-- Brief --
Find and copy every line in the records that includes the string "other".

-- Material for this task --
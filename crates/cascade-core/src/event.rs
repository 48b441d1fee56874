use crate::Coord;
use serde::{Deserialize, Serialize};
use std::cmp::Ordering;
use std::fmt;

/// Which of a juggler's hands an event belongs to
#[derive(Debug, Clone, Copy, PartialEq, Eq, Hash, Serialize, Deserialize)]
#[serde(rename_all = "lowercase")]
pub enum Hand {
    Left,
    Right,
}

impl Hand {
    /// The other hand
    pub fn other(self) -> Hand {
        match self {
            Hand::Left => Hand::Right,
            Hand::Right => Hand::Left,
        }
    }

    /// Sort key; events on the right hand order before the left at the
    /// same time and juggler
    pub fn order_key(self) -> u8 {
        match self {
            Hand::Right => 0,
            Hand::Left => 1,
        }
    }

    /// Index used for per-hand storage (right = 0, left = 1)
    pub fn index(self) -> usize {
        self.order_key() as usize
    }

    pub fn from_index(i: usize) -> Hand {
        if i == 0 {
            Hand::Right
        } else {
            Hand::Left
        }
    }
}

impl fmt::Display for Hand {
    fn fmt(&self, f: &mut fmt::Formatter<'_>) -> fmt::Result {
        match self {
            Hand::Left => write!(f, "left"),
            Hand::Right => write!(f, "right"),
        }
    }
}

fn default_throw_type() -> String {
    "toss".to_string()
}

/// What an event does to one prop path
///
/// Throws and soft catches are the velocity-defining transitions: they are
/// the only kinds that fix the hand's instantaneous velocity.
#[derive(Debug, Clone, PartialEq, Serialize, Deserialize)]
#[serde(tag = "kind", rename_all = "kebab-case")]
pub enum Transition {
    Throw {
        path: usize,
        #[serde(default = "default_throw_type")]
        throw_type: String,
        #[serde(default, skip_serializing_if = "Option::is_none")]
        modifier: Option<String>,
    },
    Catch {
        path: usize,
    },
    SoftCatch {
        path: usize,
    },
    GrabCatch {
        path: usize,
    },
    Holding {
        path: usize,
    },
}

impl Transition {
    /// The 1-based path this transition acts on
    pub fn path(&self) -> usize {
        match *self {
            Transition::Throw { path, .. }
            | Transition::Catch { path }
            | Transition::SoftCatch { path }
            | Transition::GrabCatch { path }
            | Transition::Holding { path } => path,
        }
    }

    pub fn is_throw(&self) -> bool {
        matches!(self, Transition::Throw { .. })
    }

    /// Catch of any kind (catch, soft catch, grab catch)
    pub fn is_catch(&self) -> bool {
        matches!(
            self,
            Transition::Catch { .. } | Transition::SoftCatch { .. } | Transition::GrabCatch { .. }
        )
    }

    /// Throw or soft catch
    pub fn is_velocity_defining(&self) -> bool {
        matches!(self, Transition::Throw { .. } | Transition::SoftCatch { .. })
    }

    /// Same transition with the path renumbered
    pub fn with_path(&self, path: usize) -> Transition {
        let mut t = self.clone();
        match &mut t {
            Transition::Throw { path: p, .. }
            | Transition::Catch { path: p }
            | Transition::SoftCatch { path: p }
            | Transition::GrabCatch { path: p }
            | Transition::Holding { path: p } => *p = path,
        }
        t
    }
}

impl fmt::Display for Transition {
    fn fmt(&self, f: &mut fmt::Formatter<'_>) -> fmt::Result {
        match self {
            Transition::Throw {
                path, throw_type, ..
            } => write!(f, "throw path {} ({})", path, throw_type),
            Transition::Catch { path } => write!(f, "catch path {}", path),
            Transition::SoftCatch { path } => write!(f, "soft-catch path {}", path),
            Transition::GrabCatch { path } => write!(f, "grab-catch path {}", path),
            Transition::Holding { path } => write!(f, "holding path {}", path),
        }
    }
}

/// A timed event on one juggler's hand
///
/// The coordinate is local to the juggler's body frame; the layout engine
/// converts it to global coordinates through the juggler's body curve. An
/// event may carry no transitions at all, in which case it is a pure
/// position knot for the hand's motion curve.
#[derive(Debug, Clone, PartialEq, Serialize, Deserialize)]
pub struct Event {
    /// Time in seconds
    pub time: f64,
    /// 1-based juggler index
    pub juggler: usize,
    pub hand: Hand,
    /// Hand position in the juggler's local frame (cm)
    #[serde(default)]
    pub position: Coord,
    #[serde(default)]
    pub transitions: Vec<Transition>,
}

impl Event {
    /// The event ordering used everywhere: time, then juggler, then hand
    /// with right before left
    pub fn cmp_order(&self, other: &Event) -> Ordering {
        self.time
            .partial_cmp(&other.time)
            .unwrap_or(Ordering::Equal)
            .then(self.juggler.cmp(&other.juggler))
            .then(self.hand.order_key().cmp(&other.hand.order_key()))
    }

    /// Any transition touching the given path
    pub fn transition_for_path(&self, path: usize) -> Option<&Transition> {
        self.transitions.iter().find(|t| t.path() == path)
    }

    /// First velocity-defining transition, if any
    pub fn velocity_transition(&self) -> Option<&Transition> {
        self.transitions.iter().find(|t| t.is_velocity_defining())
    }
}

#[cfg(test)]
mod tests {
    use super::*;

    fn ev(time: f64, juggler: usize, hand: Hand) -> Event {
        Event {
            time,
            juggler,
            hand,
            position: Coord::ZERO,
            transitions: Vec::new(),
        }
    }

    #[test]
    fn test_ordering() {
        let a = ev(0.0, 1, Hand::Right);
        let b = ev(0.0, 1, Hand::Left);
        let c = ev(0.0, 2, Hand::Right);
        let d = ev(0.5, 1, Hand::Right);
        assert_eq!(a.cmp_order(&b), Ordering::Less);
        assert_eq!(b.cmp_order(&c), Ordering::Less);
        assert_eq!(c.cmp_order(&d), Ordering::Less);
        assert_eq!(a.cmp_order(&a), Ordering::Equal);
    }

    #[test]
    fn test_transition_queries() {
        let t = Transition::Throw {
            path: 2,
            throw_type: "toss".into(),
            modifier: None,
        };
        assert_eq!(t.path(), 2);
        assert!(t.is_velocity_defining());
        assert!(!t.is_catch());
        assert_eq!(t.with_path(5).path(), 5);

        let c = Transition::SoftCatch { path: 1 };
        assert!(c.is_catch());
        assert!(c.is_velocity_defining());
        assert!(!Transition::Catch { path: 1 }.is_velocity_defining());
    }

    #[test]
    fn test_serde_kebab_case() {
        let json = r#"{
            "time": 0.0, "juggler": 1, "hand": "right",
            "position": {"x": 10.0, "y": 0.0, "z": 0.0},
            "transitions": [
                {"kind": "throw", "path": 1},
                {"kind": "soft-catch", "path": 2}
            ]
        }"#;
        let e: Event = serde_json::from_str(json).unwrap();
        assert_eq!(e.hand, Hand::Right);
        assert_eq!(e.transitions.len(), 2);
        assert!(e.transitions[0].is_throw());
        assert!(matches!(e.transitions[1], Transition::SoftCatch { path: 2 }));
        // default throw type fills in
        match &e.transitions[0] {
            Transition::Throw { throw_type, .. } => assert_eq!(throw_type, "toss"),
            _ => unreachable!(),
        }
    }
}
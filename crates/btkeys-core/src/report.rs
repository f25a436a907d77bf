//! HID boot keyboard input report.
//!
//! Layout (8 bytes), identical to the USB boot-protocol keyboard report:
//!
//! ```text
//! Byte 0:   modifier bit-flags
//!           bit 0 = Left Ctrl,  bit 1 = Left Shift,
//!           bit 2 = Left Alt,   bit 3 = Left Meta,
//!           bit 4 = Right Ctrl, bit 5 = Right Shift,
//!           bit 6 = Right Alt,  bit 7 = Right Meta
//! Byte 1:   reserved, always 0x00
//! Byte 2-7: up to six held key usages, unused slots 0x00
//! ```
//!
//! The bit order is fixed by the report descriptor below and must not change:
//! hosts decode the modifier byte using the descriptor they read at
//! connection time.
//!
//! Over Bluetooth the report travels with a report ID, passed separately to
//! the profile's send call, so it is not part of these 8 bytes.

use thiserror::Error;

/// Size of a keyboard input report, excluding the report ID.
pub const KEYBOARD_REPORT_SIZE: usize = 8;

/// Number of simultaneous (non-modifier) keys a boot report can carry.
pub const MAX_KEYS: usize = 6;

/// Report ID of the keyboard input report in [`KEYBOARD_REPORT_DESCRIPTOR`].
pub const KEYBOARD_REPORT_ID: u8 = 0x01;

/// Modifier byte masks.
pub mod modifier {
    pub const LEFT_CTRL: u8 = 1 << 0;
    pub const LEFT_SHIFT: u8 = 1 << 1;
    pub const LEFT_ALT: u8 = 1 << 2;
    pub const LEFT_META: u8 = 1 << 3;
    pub const RIGHT_CTRL: u8 = 1 << 4;
    pub const RIGHT_SHIFT: u8 = 1 << 5;
    pub const RIGHT_ALT: u8 = 1 << 6;
    pub const RIGHT_META: u8 = 1 << 7;
}

/// Error returned when decoding raw report bytes.
#[derive(Debug, Error, PartialEq, Eq)]
pub enum ReportError {
    #[error("keyboard report must be {KEYBOARD_REPORT_SIZE} bytes, got {0}")]
    WrongLength(usize),
    #[error("reserved byte must be 0x00, got 0x{0:02X}")]
    ReservedNotZero(u8),
}

/// A single keyboard input report.
#[derive(Debug, Clone, Copy, Default, PartialEq, Eq)]
pub struct KeyboardReport {
    pub modifiers: u8,
    pub keys: [u8; MAX_KEYS],
}

impl KeyboardReport {
    /// Report with `usage` in the first key slot and `modifiers` held.
    pub fn press(modifiers: u8, usage: u8) -> Self {
        let mut keys = [0; MAX_KEYS];
        keys[0] = usage;
        Self { modifiers, keys }
    }

    /// Report with only modifiers held and every key slot empty.
    pub fn modifiers_only(modifiers: u8) -> Self {
        Self {
            modifiers,
            keys: [0; MAX_KEYS],
        }
    }

    /// The all-zero report: nothing held.
    pub fn released() -> Self {
        Self::default()
    }

    pub fn is_released(&self) -> bool {
        *self == Self::released()
    }

    /// Serialises the report into its 8-byte wire form.
    pub fn to_bytes(&self) -> [u8; KEYBOARD_REPORT_SIZE] {
        let mut out = [0u8; KEYBOARD_REPORT_SIZE];
        out[0] = self.modifiers;
        // out[1] is the reserved byte
        out[2..].copy_from_slice(&self.keys);
        out
    }

    /// Parses the 8-byte wire form.
    ///
    /// # Errors
    ///
    /// Returns [`ReportError::WrongLength`] if `bytes` is not exactly 8 bytes
    /// and [`ReportError::ReservedNotZero`] if byte 1 is set.
    pub fn from_bytes(bytes: &[u8]) -> Result<Self, ReportError> {
        if bytes.len() != KEYBOARD_REPORT_SIZE {
            return Err(ReportError::WrongLength(bytes.len()));
        }
        if bytes[1] != 0 {
            return Err(ReportError::ReservedNotZero(bytes[1]));
        }
        let mut keys = [0u8; MAX_KEYS];
        keys.copy_from_slice(&bytes[2..]);
        Ok(Self {
            modifiers: bytes[0],
            keys,
        })
    }
}

/// HID report descriptor advertised in the SDP record.
///
/// Declares one keyboard application collection with report ID
/// [`KEYBOARD_REPORT_ID`]: 8 modifier bits, a reserved byte, a 5-bit LED
/// output report with padding, and a 6-byte key array.
pub const KEYBOARD_REPORT_DESCRIPTOR: &[u8] = &[
    0x05, 0x01, // Usage Page (Generic Desktop)
    0x09, 0x06, // Usage (Keyboard)
    0xA1, 0x01, // Collection (Application)
    0x85, KEYBOARD_REPORT_ID, //   Report ID
    0x05, 0x07, //   Usage Page (Keyboard/Keypad)
    0x19, 0xE0, //   Usage Minimum (Left Control)
    0x29, 0xE7, //   Usage Maximum (Right GUI)
    0x15, 0x00, //   Logical Minimum (0)
    0x25, 0x01, //   Logical Maximum (1)
    0x75, 0x01, //   Report Size (1)
    0x95, 0x08, //   Report Count (8)
    0x81, 0x02, //   Input (Data, Variable, Absolute)
    0x95, 0x01, //   Report Count (1)
    0x75, 0x08, //   Report Size (8)
    0x81, 0x01, //   Input (Constant) reserved byte
    0x05, 0x08, //   Usage Page (LEDs)
    0x19, 0x01, //   Usage Minimum (Num Lock)
    0x29, 0x05, //   Usage Maximum (Kana)
    0x95, 0x05, //   Report Count (5)
    0x75, 0x01, //   Report Size (1)
    0x91, 0x02, //   Output (Data, Variable, Absolute)
    0x95, 0x01, //   Report Count (1)
    0x75, 0x03, //   Report Size (3)
    0x91, 0x01, //   Output (Constant) padding
    0x05, 0x07, //   Usage Page (Keyboard/Keypad)
    0x19, 0x00, //   Usage Minimum (0)
    0x29, 0xE7, //   Usage Maximum (Right GUI)
    0x15, 0x00, //   Logical Minimum (0)
    0x25, 0xE7, //   Logical Maximum (231)
    0x95, 0x06, //   Report Count (6)
    0x75, 0x08, //   Report Size (8)
    0x81, 0x00, //   Input (Data, Array)
    0xC0, // End Collection
];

-- Task answer --
    /// The other hand
    pub fn other(self) -> Hand {
    pub fn cmp_order(&self, other: &Event) -> Ordering {
            .partial_cmp(&other.time)
            .then(self.juggler.cmp(&other.juggler))
            .then(self.hand.order_key().cmp(&other.hand.order_key()))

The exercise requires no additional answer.